*Aim of the task*
Starting at the top of the data and ending with the line that holds "stored schema version.", transcribe each line exactly; include both ends.

*Information shown*
====

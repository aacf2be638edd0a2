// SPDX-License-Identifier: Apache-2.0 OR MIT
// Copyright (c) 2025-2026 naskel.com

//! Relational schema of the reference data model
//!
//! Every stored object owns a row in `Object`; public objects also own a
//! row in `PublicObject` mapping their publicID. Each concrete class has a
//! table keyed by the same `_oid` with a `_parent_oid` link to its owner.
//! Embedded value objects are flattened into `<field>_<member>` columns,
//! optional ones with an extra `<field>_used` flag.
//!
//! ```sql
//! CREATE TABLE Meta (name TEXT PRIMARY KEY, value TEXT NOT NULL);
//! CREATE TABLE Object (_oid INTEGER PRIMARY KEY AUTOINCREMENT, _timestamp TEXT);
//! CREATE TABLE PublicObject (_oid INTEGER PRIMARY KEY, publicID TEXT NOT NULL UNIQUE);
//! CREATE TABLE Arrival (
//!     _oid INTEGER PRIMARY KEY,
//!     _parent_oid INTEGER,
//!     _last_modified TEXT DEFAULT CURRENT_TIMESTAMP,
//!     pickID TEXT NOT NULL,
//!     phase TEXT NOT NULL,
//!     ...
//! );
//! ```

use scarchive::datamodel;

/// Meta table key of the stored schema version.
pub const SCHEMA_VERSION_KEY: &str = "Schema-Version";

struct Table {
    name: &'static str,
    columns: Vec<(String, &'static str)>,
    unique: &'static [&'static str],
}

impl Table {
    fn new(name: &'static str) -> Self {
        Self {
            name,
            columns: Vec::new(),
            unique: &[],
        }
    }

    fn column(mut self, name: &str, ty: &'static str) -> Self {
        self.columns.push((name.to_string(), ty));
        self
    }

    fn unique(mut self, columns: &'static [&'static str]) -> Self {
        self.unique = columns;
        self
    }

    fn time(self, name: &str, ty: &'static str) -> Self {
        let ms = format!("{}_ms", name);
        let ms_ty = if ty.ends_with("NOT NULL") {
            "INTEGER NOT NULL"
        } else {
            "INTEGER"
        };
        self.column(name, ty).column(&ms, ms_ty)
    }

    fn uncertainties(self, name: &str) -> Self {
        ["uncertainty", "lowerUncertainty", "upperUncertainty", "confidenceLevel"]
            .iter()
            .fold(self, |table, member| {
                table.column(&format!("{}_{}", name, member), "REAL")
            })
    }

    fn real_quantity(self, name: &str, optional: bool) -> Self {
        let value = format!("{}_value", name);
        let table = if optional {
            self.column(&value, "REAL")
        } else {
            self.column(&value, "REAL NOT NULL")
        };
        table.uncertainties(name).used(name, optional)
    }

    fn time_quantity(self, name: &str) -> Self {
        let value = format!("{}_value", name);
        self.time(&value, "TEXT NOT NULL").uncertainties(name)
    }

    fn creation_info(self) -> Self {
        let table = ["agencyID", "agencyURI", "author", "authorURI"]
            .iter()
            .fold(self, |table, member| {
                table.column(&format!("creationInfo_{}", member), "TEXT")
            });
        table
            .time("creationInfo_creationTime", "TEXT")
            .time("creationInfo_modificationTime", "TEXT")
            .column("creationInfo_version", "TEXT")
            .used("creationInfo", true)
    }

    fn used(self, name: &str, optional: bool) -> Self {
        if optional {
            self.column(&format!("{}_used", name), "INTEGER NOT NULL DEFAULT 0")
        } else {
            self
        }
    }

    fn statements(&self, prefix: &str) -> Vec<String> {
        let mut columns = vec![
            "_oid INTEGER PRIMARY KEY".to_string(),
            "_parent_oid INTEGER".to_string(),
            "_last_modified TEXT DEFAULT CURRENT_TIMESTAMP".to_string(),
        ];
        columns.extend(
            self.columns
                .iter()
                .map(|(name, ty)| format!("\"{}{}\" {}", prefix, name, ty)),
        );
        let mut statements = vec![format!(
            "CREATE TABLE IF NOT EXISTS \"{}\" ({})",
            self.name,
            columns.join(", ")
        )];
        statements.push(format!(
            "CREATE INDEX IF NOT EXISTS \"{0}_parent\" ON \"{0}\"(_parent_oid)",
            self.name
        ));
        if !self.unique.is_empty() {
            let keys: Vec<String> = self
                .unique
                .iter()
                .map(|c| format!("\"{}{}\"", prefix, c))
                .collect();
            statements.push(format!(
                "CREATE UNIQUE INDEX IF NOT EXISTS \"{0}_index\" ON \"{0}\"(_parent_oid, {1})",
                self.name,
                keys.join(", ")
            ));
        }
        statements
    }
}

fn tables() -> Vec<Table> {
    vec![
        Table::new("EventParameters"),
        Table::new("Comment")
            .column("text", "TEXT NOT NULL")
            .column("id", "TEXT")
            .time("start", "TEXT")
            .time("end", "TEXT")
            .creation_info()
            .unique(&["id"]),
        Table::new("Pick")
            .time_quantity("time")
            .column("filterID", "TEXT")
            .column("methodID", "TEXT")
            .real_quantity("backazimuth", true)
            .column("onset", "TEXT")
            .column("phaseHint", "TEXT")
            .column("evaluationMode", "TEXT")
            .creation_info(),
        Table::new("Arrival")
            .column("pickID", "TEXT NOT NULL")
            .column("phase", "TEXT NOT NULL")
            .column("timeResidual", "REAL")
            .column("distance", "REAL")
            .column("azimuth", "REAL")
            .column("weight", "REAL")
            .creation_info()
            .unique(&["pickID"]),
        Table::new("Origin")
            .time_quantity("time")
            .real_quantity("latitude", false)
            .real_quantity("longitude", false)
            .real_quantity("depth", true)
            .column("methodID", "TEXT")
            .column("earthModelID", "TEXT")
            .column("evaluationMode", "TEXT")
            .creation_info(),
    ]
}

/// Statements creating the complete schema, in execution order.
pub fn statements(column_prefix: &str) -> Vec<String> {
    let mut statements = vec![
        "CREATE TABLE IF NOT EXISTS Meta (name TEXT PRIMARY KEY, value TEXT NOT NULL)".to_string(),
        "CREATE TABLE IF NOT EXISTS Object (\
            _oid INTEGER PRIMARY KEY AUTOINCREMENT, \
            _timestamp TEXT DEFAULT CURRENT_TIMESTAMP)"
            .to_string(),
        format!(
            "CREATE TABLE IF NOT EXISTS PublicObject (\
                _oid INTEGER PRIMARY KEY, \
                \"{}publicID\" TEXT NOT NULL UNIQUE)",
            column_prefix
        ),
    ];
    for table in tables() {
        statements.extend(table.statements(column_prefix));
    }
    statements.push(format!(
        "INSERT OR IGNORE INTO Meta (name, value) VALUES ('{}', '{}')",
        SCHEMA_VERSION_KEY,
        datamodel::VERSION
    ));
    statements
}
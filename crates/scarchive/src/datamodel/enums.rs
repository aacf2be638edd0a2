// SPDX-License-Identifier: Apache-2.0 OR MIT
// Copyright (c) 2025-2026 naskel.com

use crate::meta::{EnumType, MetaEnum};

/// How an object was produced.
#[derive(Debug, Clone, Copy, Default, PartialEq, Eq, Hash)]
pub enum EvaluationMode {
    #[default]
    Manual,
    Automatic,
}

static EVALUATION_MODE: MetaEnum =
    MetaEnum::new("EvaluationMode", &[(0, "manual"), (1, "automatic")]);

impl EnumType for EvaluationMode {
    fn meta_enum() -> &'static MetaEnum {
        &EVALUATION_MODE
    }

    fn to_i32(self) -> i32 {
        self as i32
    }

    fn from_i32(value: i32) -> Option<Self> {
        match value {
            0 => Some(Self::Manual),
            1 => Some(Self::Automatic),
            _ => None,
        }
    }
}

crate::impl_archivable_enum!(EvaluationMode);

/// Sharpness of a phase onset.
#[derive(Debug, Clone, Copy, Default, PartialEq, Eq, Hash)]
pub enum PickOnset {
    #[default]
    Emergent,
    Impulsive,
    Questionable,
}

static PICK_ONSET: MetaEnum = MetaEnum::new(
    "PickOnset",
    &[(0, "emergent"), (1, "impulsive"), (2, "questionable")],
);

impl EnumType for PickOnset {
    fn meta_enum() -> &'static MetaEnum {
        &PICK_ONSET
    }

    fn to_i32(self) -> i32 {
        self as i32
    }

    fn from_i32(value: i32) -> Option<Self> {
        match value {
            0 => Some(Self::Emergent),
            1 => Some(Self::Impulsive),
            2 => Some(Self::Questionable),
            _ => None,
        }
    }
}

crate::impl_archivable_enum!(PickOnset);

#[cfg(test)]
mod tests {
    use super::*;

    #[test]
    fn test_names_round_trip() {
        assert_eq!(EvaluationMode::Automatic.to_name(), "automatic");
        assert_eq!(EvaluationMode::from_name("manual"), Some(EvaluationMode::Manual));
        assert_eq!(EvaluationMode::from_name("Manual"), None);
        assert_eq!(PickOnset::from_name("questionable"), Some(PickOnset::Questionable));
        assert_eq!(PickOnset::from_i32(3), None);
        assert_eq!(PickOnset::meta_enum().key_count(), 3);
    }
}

====

*Written response*
repository aacf2be638edd0a2
// SPDX-License-Identifier: Apache-2.0 OR MIT
// Copyright (c) 2025-2026 naskel.com

//! Relational schema of the reference data model
//!
//! Every stored object owns a row in `Object`; public objects also own a
//! row in `PublicObject` mapping their publicID. Each concrete class has a
//! table keyed by the same `_oid` with a `_parent_oid` link to its owner.
//! Embedded value objects are flattened into `<field>_<member>` columns,
//! optional ones with an extra `<field>_used` flag.
//!
//! ```sql
//! CREATE TABLE Meta (name TEXT PRIMARY KEY, value TEXT NOT NULL);
//! CREATE TABLE Object (_oid INTEGER PRIMARY KEY AUTOINCREMENT, _timestamp TEXT);
//! CREATE TABLE PublicObject (_oid INTEGER PRIMARY KEY, publicID TEXT NOT NULL UNIQUE);
//! CREATE TABLE Arrival (
//!     _oid INTEGER PRIMARY KEY,
//!     _parent_oid INTEGER,
//!     _last_modified TEXT DEFAULT CURRENT_TIMESTAMP,
//!     pickID TEXT NOT NULL,
//!     phase TEXT NOT NULL,
//!     ...
//! );
//! ```

use scarchive::datamodel;

/// Meta table key of the stored schema version.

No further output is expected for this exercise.